- Born: Robert Wayne Loftin 1938
- Died: August 13, 1993 (aged 54–55)
- Education: Oglethorpe University Florida State University
- Scientific career
- Fields: Ornithology Philosophy
- Institutions: University of North Florida
- Thesis: The Problem of Explanation in History (1969)
- Doctoral advisor: W. H. Werkmeister

= Robert Loftin =

American environmentalist, ornithologist, and philosopher

Robert Wayne Loftin (1938–1993) was an American environmentalist, ornithologist, and philosopher. He was a professor at the University of North Florida, where he founded the Sawmill Slough Conservation Club and designed the campus's nature trails. The trails on UNF's campus were subsequently renamed the Robert Loftin Nature Trails in his memory on August 31, 1993.

Loftin received his B.A. in humanities from Oglethorpe University and his M.A. and Ph.D. degrees from Florida State University. In 1988, he received the University of North Florida's Distinguished Professor Award. He died of cancer on August 13, 1993, at the age of 54.

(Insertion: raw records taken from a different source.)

//! Output position planning.
//!
//! With `M` input samples, input rate `isr`, output rate `osr` and the
//! delta `DS` carried from the previous call:
//!
//! ```text
//! N   = (M + DS) * osr / isr
//! P   = N - N % 2
//! DS' = M - P * isr / osr
//! ```
//!
//! `P` output positions are spread evenly over the input with step `M / P`.
//! Positions past the last input sample are dropped, so the realized `P`
//! may be one short of the planned even count; `DS'` is computed from the
//! realized count.

/// Output positions for one resample call, shared by every channel.
#[derive(Debug, Clone, PartialEq)]
pub struct Plan {
    /// Input samples per channel (`M`).
    pub input_samples: usize,
    /// Realized output samples per channel (`P`).
    pub output_samples: usize,
    /// Carry for the next call (`DS'`).
    pub carry: i64,
    /// Fractional input positions to sample, strictly increasing.
    pub positions: Vec<f64>,
}

/// Plans the output positions for `input_samples` samples per channel.
///
/// `rate_in` and `rate_out` must be non-zero.
pub fn plan(input_samples: usize, carry: i64, rate_in: u32, rate_out: u32) -> Plan {
    let m = input_samples as i64;
    let (isr, osr) = (rate_in as i64, rate_out as i64);

    let n = ((m + carry) * osr / isr).max(0);
    let planned = (n - n % 2) as usize;

    let positions: Vec<f64> = if planned == 0 || input_samples == 0 {
        Vec::new()
    } else {
        let step = input_samples as f64 / planned as f64;
        let last = (input_samples - 1) as f64;
        (0..planned)
            .map(|i| i as f64 * step)
            .take_while(|&x| x <= last)
            .collect()
    };

    let output_samples = positions.len();
    let carry = m - output_samples as i64 * isr / osr;

    Plan {
        input_samples,
        output_samples,
        carry,
        positions,
    }
}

Brian G. Norton, Michael Hutchins, Elizabeth F. Stevens, and Terry L. Maple dedicated the edited volume entitled, Ethics on the Ark: Zoos, Animal Welfare, and Wildlife Conservation (1995), published by Smithsonian Institution Press, to the memory of Robert W. Loftin. In his own posthumous article in this volume, entitled, "Captive Breeding of Endangered Species," Loftin concluded that, "animals should be taken out of the wild for captive breeding programs only if there is no alternative to extinction"; otherwise, "the priorities should be on maintaining the species intact in the wild and correcting the causes of endangerment in the first place."